It is a front view of the formwork apparatus concerning the embodiment of the present invention. It is a side view which shows the jack for fixation and the tension | tensile_strength jack of the formwork apparatus which concerns on this embodiment. It is a figure which expands and shows the jack for fixation, and is sectional drawing along the III-III line of FIG. It is a figure which expands and shows a tension rod jack, and is sectional drawing along the IV-IV line of FIG. FIG. 5 is a schematic sectional view taken along line VV in FIG. 3. FIG. 6 is a schematic cross-sectional view showing a modified example corresponding to FIG. 5. It is a figure explaining the expansion / contraction direction of a fixing jack and a tension rod jack, and (a) is related to this embodiment, and the expansion / contraction direction of the fixation jack and the expansion / contraction direction of the tension rod jack are the same direction. (B) is explanatory drawing which shows the case where the expansion-contraction direction of the jack for fixation and the expansion-contraction direction of a tension | tensile_strength jack cross | intersect according to a modification. The process from casting of lining concrete to mold release of a formwork apparatus is shown, (a) is a casting process, (b) is a protection process, and (c) is an explanatory view showing a mold release process.

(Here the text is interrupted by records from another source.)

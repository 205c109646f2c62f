//! Error taxonomy for backend construction and language switching.

/// Errors that can occur while constructing a completion backend.
#[derive(Debug, thiserror::Error)]
pub enum EngineInitError {
    #[error("unknown completion engine: '{0}'")]
    NotFound(String),

    #[error("no dictionary for '{lang}' on the search path")]
    MissingDictionary { lang: String },

    #[error("executable not found: '{0}'")]
    MissingExecutable(String),

    #[error("empty command line")]
    EmptyCommand,

    #[error("missing word list: '{0}'")]
    MissingWordList(String),

    #[error("engine init failed")]
    Engine(#[source] Box<dyn std::error::Error + Send + Sync>),
}

/// Errors that can occur while switching a backend's language.
#[derive(Debug, thiserror::Error)]
pub enum LanguageError {
    #[error("no model for language '{lang}'")]
    MissingModel { lang: String },

    #[error("could not prepare the user data directory")]
    UserData(#[source] std::io::Error),

    #[error("language switch failed")]
    Engine(#[source] Box<dyn std::error::Error + Send + Sync>),
}

/// Either failure mode of resolving a completer for a layout.
#[derive(Debug, thiserror::Error)]
pub enum CompletionError {
    #[error(transparent)]
    Init(#[from] EngineInitError),

    #[error(transparent)]
    Language(#[from] LanguageError),
}
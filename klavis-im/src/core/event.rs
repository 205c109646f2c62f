//! Completer event channel
//!
//! Backends publish typed events; the OSK shell subscribes a receiver per
//! completer and drains it on its event loop.

use tokio::sync::mpsc;

/// Events emitted by a completer.
#[derive(Debug, Clone, PartialEq, Eq)]
pub enum CompleterEvent {
    /// Finalize text into the document.
    CommitString { text: String },
    /// Atomically replace text around the cursor: delete `delete_before`
    /// bytes before and `delete_after` bytes after, then show `preedit`.
    Update {
        preedit: String,
        delete_before: usize,
        delete_after: usize,
    },
    /// The completions list changed.
    CompletionsChanged,
    /// The preedit buffer changed.
    PreeditChanged,
}

/// Fan-out sender list for completer events.
///
/// Dropped receivers are pruned on the next emit.
#[derive(Debug, Default)]
pub struct EventBus {
    senders: Vec<mpsc::UnboundedSender<CompleterEvent>>,
}

impl EventBus {
    pub fn subscribe(&mut self) -> mpsc::UnboundedReceiver<CompleterEvent> {
        let (tx, rx) = mpsc::unbounded_channel();
        self.senders.push(tx);
        rx
    }

    pub fn emit(&mut self, event: CompleterEvent) {
        self.senders.retain(|tx| tx.send(event.clone()).is_ok());
    }
}
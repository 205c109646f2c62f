//! Preedit editing algorithms
//!
//! Pure functions over the composition buffer: symbol application,
//! codepoint-safe backspace, last-word extraction from surrounding text,
//! and capitalization templates. Buffers are plain `String`s; every
//! mutation happens at a codepoint boundary.

use super::symbol::{self, KEY_BACKSPACE, KEY_ENTER};

/// Outcome of applying one symbol to the preedit buffer.
#[derive(Debug, Clone, PartialEq, Eq)]
pub enum SymbolOutcome {
    /// The symbol finished the word; the carried text should be committed
    /// and the preedit reset by the caller.
    Handled(String),
    /// The buffer changed and composition continues.
    Composing,
    /// A raw key the preedit does not interpret; nothing changed.
    Unhandled,
}

/// Apply one symbol to `preedit`.
///
/// Backspace removes the trailing codepoint; Enter appends a newline and
/// commits; a word separator commits the buffer with one trailing space;
/// any other raw key is left to the caller.
pub fn apply_symbol(preedit: &mut String, sym: &str) -> SymbolOutcome {
    match sym {
        KEY_BACKSPACE => {
            if preedit.pop().is_none() {
                return SymbolOutcome::Unhandled;
            }
            SymbolOutcome::Composing
        }
        KEY_ENTER => {
            preedit.push('\n');
            SymbolOutcome::Handled(preedit.clone())
        }
        _ if symbol::is_raw_key(sym) => SymbolOutcome::Unhandled,
        _ => {
            let (is_separator, is_whitespace) = symbol::word_separator(sym);
            preedit.push_str(sym);
            if is_separator {
                if !is_whitespace {
                    preedit.push(' ');
                }
                SymbolOutcome::Handled(preedit.clone())
            } else {
                SymbolOutcome::Composing
            }
        }
    }
}

/// Extract the word an editor cursor sits directly after.
///
/// Returns `None` when `text` is empty or ends in a separator (no open
/// word). Otherwise returns the text up to and including the nearest
/// separator (`None` when the whole string is one word) and the word
/// itself.
pub fn grab_last_word(text: &str) -> Option<(Option<String>, String)> {
    let last = text.chars().next_back()?;
    if symbol::is_separator_char(last) {
        return None;
    }
    match text.rfind(symbol::is_separator_char) {
        Some(pos) => {
            let sep_end = pos + text[pos..].chars().next().map_or(0, char::len_utf8);
            Some((Some(text[..sep_end].to_string()), text[sep_end..].to_string()))
        }
        None => Some((None, text.to_string())),
    }
}

/// Re-case `words` so each matches the casing pattern of `template`.
///
/// Codepoint `i` of a word follows the case of codepoint `i` of the
/// template; positions past the template's end are copied unchanged.
/// Caseless template positions leave the word untouched, so caseless
/// scripts degrade to the identity transform.
pub fn capitalize_by_template(template: &str, words: &[String]) -> Vec<String> {
    if template.is_empty() {
        return words.to_vec();
    }
    let pattern: Vec<char> = template.chars().collect();
    words
        .iter()
        .map(|word| {
            let mut out = String::with_capacity(word.len());
            for (i, ch) in word.chars().enumerate() {
                match pattern.get(i) {
                    Some(t) if t.is_uppercase() => out.extend(ch.to_uppercase()),
                    Some(t) if t.is_lowercase() => out.extend(ch.to_lowercase()),
                    _ => out.push(ch),
                }
            }
            out
        })
        .collect()
}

  Hereinafter, preferred embodiments of the present invention will be described with reference to the drawings.

  As shown in FIG. 1, the formwork apparatus 1 according to the present embodiment is used when lining concrete C is applied to an inner wall Ta of a tunnel T where concrete has been sprayed. Specifically, the formwork apparatus 1 is installed on the inner wall Ta of the tunnel T, and an area surrounded by the foam group 2 serving as the mold and the inner wall Ta of the tunnel T (hereinafter referred to as “inside” of the foam group 2). The concrete for lining is placed on the surface, and the state is maintained for a predetermined time to protect the lining concrete C (also referred to as “curing”). In addition, the length direction D (refer FIG. 2) of the tunnel T makes the area | region which installs a lining concrete and installs a cover frame etc. as a closed area for convenience.

  The foam group 2 includes at least a top form 3, a side form 4, and an inverted form. The foam group 2 has an inverted U-shape (horse-shoe shape) and is open at the bottom. The top end form 3 is disposed on the ceiling portion of the tunnel T, and a pair of side foams 4 are joined to the left and right lower ends of the top end form 3. Invert foam 5 is joined to the lower end of each side foam 4. The length in the length direction D of the tunnel T of the foam group 2 is, for example, about 10.5 m or 12 m, and there are a plurality of lengths along the length direction of the tunnel T at the connection portion between the side foam 4 and the invert foam 5. A hinge structure 6 is provided at a location (for example, 6 locations or 7 locations). In the present embodiment, the side form 4 corresponds to the first form, and the inverted form corresponds to the second form.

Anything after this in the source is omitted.